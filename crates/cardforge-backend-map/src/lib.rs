//! CardForge map backend.
//!
//! Renders region outline images for geography decks: a minimal GeoJSON
//! reader for Polygon/MultiPolygon features, a Mollweide projection, an
//! RGBA rasterizer with even-odd fill and Bresenham strokes, and a
//! deterministic PNG encoder. Flag images are fetched from a CDN; every
//! other step is pure arithmetic, so equal inputs produce byte-identical
//! images.

pub mod error;
pub mod flags;
pub mod geojson;
pub mod png;
pub mod projection;
pub mod raster;
pub mod render;

pub use error::MapError;
pub use flags::{fetch_flag, flag_url};
pub use geojson::{load_regions, parse_regions, Region};
pub use png::{write_canvas, write_canvas_to_vec_with_hash, PngConfig};
pub use projection::project;
pub use raster::{Canvas, Color};
pub use render::{neighbors, region_by_name, render_answer, render_question, RenderOptions};
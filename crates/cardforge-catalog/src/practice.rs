//! Java coding practice deck.
//!
//! Each card poses a small programming exercise. The question side has a
//! contenteditable area whose contents persist through browser local
//! storage, so the answer side can show what the user typed next to the
//! reference solution.

use cardforge_deck::{
    note_guid, qualified_model_id, CardTemplate, DeckError, DeckMetadata, DeckSource, MediaStore,
    Note, NoteModel,
};

/// (question, solution, number, tags) per card.
const CARDS: [(&str, &str, &str, &str); 20] = [
    (
        "Define a class called Person with the following:\n• Fields: name (String) and age (int)\n• A method printDetails() that prints the name and age.\n• In the main method, create an object of Person, set values, and call printDetails().",
        r#"public class Person {
    String name;
    int age;

    void printDetails() {
        System.out.println("Name: " + name);
        System.out.println("Age: " + age);
    }

    public static void main(String[] args) {
        Person person = new Person();
        person.name = "Alice";
        person.age = 25;
        person.printDetails();
    }
}"#,
        "1",
        "class, object, basic",
    ),
    (
        "Modify the Person class to add the toString() method.\n• The method should return \"Person[name=Alice, age=25]\"\n• In the main method, print the object directly.",
        r#"public class Person {
    String name;
    int age;

    @Override
    public String toString() {
        return "Person[name=" + name + ", age=" + age + "]";
    }

    public static void main(String[] args) {
        Person person = new Person();
        person.name = "Alice";
        person.age = 25;
        System.out.println(person);
    }
}"#,
        "2",
        "toString, override",
    ),
    (
        "Modify the Person class to include:\n• A constructor that initializes name and age.\n• Create an object using the constructor and print the details.",
        r#"public class Person {
    String name;
    int age;

    Person(String name, int age) {
        this.name = name;
        this.age = age;
    }

    void printDetails() {
        System.out.println("Name: " + name);
        System.out.println("Age: " + age);
    }

    public static void main(String[] args) {
        Person person = new Person("John", 30);
        person.printDetails();
    }
}"#,
        "3",
        "constructor",
    ),
    (
        "Write a class named Calculator. In the class write a method sum(int a, int b) that takes two integers as parameters and returns their sum.",
        r#"public class Calculator {
    int sum(int a, int b) {
        return a + b;
    }

    public static void main(String[] args) {
        Calculator calc = new Calculator();
        int result = calc.sum(5, 3);
        System.out.println("Sum: " + result);
    }
}"#,
        "4",
        "methods, parameters, return",
    ),
    (
        "Write a Java program that:\n• Uses Scanner to read an integer from the user.\n• Prints the entered number using System.out.println().",
        r#"import java.util.Scanner;

public class ReadInteger {
    public static void main(String[] args) {
        Scanner scanner = new Scanner(System.in);

        System.out.print("Enter a number: ");
        int number = scanner.nextInt();

        System.out.println("You entered: " + number);

        scanner.close();
    }
}"#,
        "5",
        "scanner, input, integer",
    ),
    (
        "Write a program that:\n• Reads a floating-point number from the user.\n• Prints it using System.out.printf() with two decimal places.",
        r#"import java.util.Scanner;

public class ReadFloat {
    public static void main(String[] args) {
        Scanner scanner = new Scanner(System.in);

        System.out.print("Enter a number: ");
        double number = scanner.nextDouble();

        System.out.printf("You entered: %.2f%n", number);

        scanner.close();
    }
}"#,
        "6",
        "scanner, input, float, printf",
    ),
    (
        "Write a Java program that:\n• Reads a string using Scanner.nextLine().\n• Prints the entered string using System.out.println().",
        r#"import java.util.Scanner;

public class ReadString {
    public static void main(String[] args) {
        Scanner scanner = new Scanner(System.in);

        System.out.print("Enter your name: ");
        String name = scanner.nextLine();

        System.out.println("Hello, " + name + "!");

        scanner.close();
    }
}"#,
        "7",
        "scanner, input, string, nextLine",
    ),
    (
        "Write a Java program that:\n• Reads two integers from the user.\n• Calculates their sum and prints it.",
        r#"import java.util.Scanner;

public class AddIntegers {
    public static void main(String[] args) {
        Scanner scanner = new Scanner(System.in);

        System.out.print("Enter first number: ");
        int num1 = scanner.nextInt();

        System.out.print("Enter second number: ");
        int num2 = scanner.nextInt();

        int sum = num1 + num2;
        System.out.println("Sum: " + sum);

        scanner.close();
    }
}"#,
        "8",
        "addition, scanner, input",
    ),
    (
        "Write a Java program that:\n• Reads two floating-point numbers from the user.\n• Prints their product using printf() with two decimal places.",
        r#"import java.util.Scanner;

public class MultiplyFloats {
    public static void main(String[] args) {
        Scanner scanner = new Scanner(System.in);

        System.out.print("Enter first number: ");
        double num1 = scanner.nextDouble();

        System.out.print("Enter second number: ");
        double num2 = scanner.nextDouble();

        double product = num1 * num2;
        System.out.printf("Product: %.2f%n", product);

        scanner.close();
    }
}"#,
        "9",
        "multiplication, scanner, float, printf",
    ),
    (
        "Write a Java program that:\n• Reads the radius of a circle from the user.\n• Calculates and prints the area using π * r², formatted to two decimal places.",
        r#"import java.util.Scanner;

public class CircleArea {
    public static void main(String[] args) {
        Scanner scanner = new Scanner(System.in);

        System.out.print("Enter radius: ");
        double radius = scanner.nextDouble();

        double area = Math.PI * radius * radius;
        System.out.printf("Area of circle: %.2f%n", area);

        scanner.close();
    }
}"#,
        "10",
        "circle, area, Math.PI, printf",
    ),
    (
        "Write a Java program that:\n• Reads a name and an age from the user.\n• Prints a sentence using printf().",
        r#"import java.util.Scanner;

public class NameAge {
    public static void main(String[] args) {
        Scanner scanner = new Scanner(System.in);

        System.out.print("Enter your name: ");
        String name = scanner.nextLine();

        System.out.print("Enter your age: ");
        int age = scanner.nextInt();

        System.out.printf("%s is %d years old.%n", name, age);

        scanner.close();
    }
}"#,
        "11",
        "printf, scanner, multiple inputs",
    ),
    (
        "Write a Java program that:\n• Reads three numbers from the user.\n• Computes and prints their average to two decimal places.",
        r#"import java.util.Scanner;

public class Average {
    public static void main(String[] args) {
        Scanner scanner = new Scanner(System.in);

        System.out.print("Enter three numbers: ");
        double num1 = scanner.nextDouble();
        double num2 = scanner.nextDouble();
        double num3 = scanner.nextDouble();

        double average = (num1 + num2 + num3) / 3;
        System.out.printf("Average: %.2f%n", average);

        scanner.close();
    }
}"#,
        "12",
        "average, scanner, multiple inputs, printf",
    ),
    (
        "Write a Java program that:\n• Reads a character from the user.\n• Prints its ASCII value.",
        r#"import java.util.Scanner;

public class AsciiValue {
    public static void main(String[] args) {
        Scanner scanner = new Scanner(System.in);

        System.out.print("Enter a character: ");
        char ch = scanner.next().charAt(0);

        int ascii = (int) ch;
        System.out.println("ASCII value of '" + ch + "': " + ascii);

        scanner.close();
    }
}"#,
        "13",
        "ascii, char, type casting",
    ),
    (
        "Create a class Person with the following:\n• Fields: name (String) and age (int)\n• Method printDetails() that prints the name and age\n• Create a Person object in the main method and call printDetails()",
        r#"public class Person {
    String name;
    int age;

    void printDetails() {
        System.out.println("Name: " + name);
        System.out.println("Age: " + age);
    }

    public static void main(String[] args) {
        Person person = new Person();
        person.name = "Alice";
        person.age = 25;
        person.printDetails();
    }
}"#,
        "14",
        "class, fields, methods, objects",
    ),
    (
        "Modify the Person class to include:\n• A constructor that initializes name and age\n• In main(), create a Person object using the constructor and print the details",
        r#"public class Person {
    String name;
    int age;

    Person(String name, int age) {
        this.name = name;
        this.age = age;
    }

    void printDetails() {
        System.out.println("Person created: " + name + ", Age: " + age);
    }

    public static void main(String[] args) {
        Person person = new Person("Alice", 25);
        person.printDetails();
    }
}"#,
        "15",
        "constructor, this keyword",
    ),
    (
        "Create a class Car with:\n• Private fields: brand (String) and year (int)\n• Public getter and setter methods for both fields\n• In main(), create a Car object, set values, and print them",
        r#"public class Car {
    private String brand;
    private int year;

    public String getBrand() {
        return brand;
    }

    public void setBrand(String brand) {
        this.brand = brand;
    }

    public int getYear() {
        return year;
    }

    public void setYear(int year) {
        this.year = year;
    }

    public static void main(String[] args) {
        Car car = new Car();
        car.setBrand("Toyota");
        car.setYear(2020);

        System.out.println("Car Brand: " + car.getBrand());
        System.out.println("Manufactured Year: " + car.getYear());
    }
}"#,
        "16",
        "getters, setters, encapsulation, private",
    ),
    (
        "Create a class Rectangle with:\n• Fields length and width\n• Method calculateArea(int length, int width) that returns the area\n• In main(), create a Rectangle object and print its area",
        r#"public class Rectangle {
    int length;
    int width;

    int calculateArea(int length, int width) {
        return length * width;
    }

    public static void main(String[] args) {
        Rectangle rect = new Rectangle();
        int area = rect.calculateArea(10, 5);
        System.out.println("Area: " + area);
    }
}"#,
        "17",
        "methods, return value, parameters",
    ),
    (
        "Modify the Rectangle class to include:\n• A constructor with parameters (length, width)\n• A default constructor that sets default values\n• Create two Rectangle objects using both constructors and print their areas",
        r#"public class Rectangle {
    int length;
    int width;

    Rectangle() {
        this.length = 5;
        this.width = 4;
    }

    Rectangle(int length, int width) {
        this.length = length;
        this.width = width;
    }

    int calculateArea() {
        return length * width;
    }

    public static void main(String[] args) {
        Rectangle rect1 = new Rectangle(10, 5);
        Rectangle rect2 = new Rectangle();

        System.out.println("Area of rectangle 1: " + rect1.calculateArea());
        System.out.println("Area of rectangle 2: " + rect2.calculateArea());
    }
}"#,
        "18",
        "constructor overloading, default constructor",
    ),
    (
        "Create a class Book with:\n• Fields: title and author\n• Override the toString() method to return book details\n• Create a Book object in main() and print it",
        r#"public class Book {
    String title;
    String author;

    Book(String title, String author) {
        this.title = title;
        this.author = author;
    }

    @Override
    public String toString() {
        return "Book[Title=" + title + ", Author=" + author + "]";
    }

    public static void main(String[] args) {
        Book book = new Book("Java Basics", "John Doe");
        System.out.println(book);
    }
}"#,
        "19",
        "toString, override, object methods",
    ),
    (
        "Create a class BankAccount with:\n• Fields: accountNumber, balance\n• Methods: deposit(double amount), withdraw(double amount), printBalance()\n• In main(), create a BankAccount object and test all methods",
        r#"public class BankAccount {
    String accountNumber;
    double balance;

    BankAccount(String accountNumber) {
        this.accountNumber = accountNumber;
        this.balance = 0;
    }

    void deposit(double amount) {
        System.out.println("Depositing $" + amount + "...");
        balance += amount;
        printBalance();
    }

    void withdraw(double amount) {
        if (amount <= balance) {
            System.out.println("Withdrawing $" + amount + "...");
            balance -= amount;
        } else {
            System.out.println("Insufficient funds!");
        }
        printBalance();
    }

    void printBalance() {
        System.out.println("New Balance: $" + balance);
    }

    public static void main(String[] args) {
        BankAccount account = new BankAccount("123456");
        account.deposit(500);
        account.withdraw(200);
    }
}"#,
        "20",
        "methods, object state, banking application",
    ),
];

==================================================

**Work task**
The answer is a number only: how many lines of the data above include "methods"?

**Written response**
7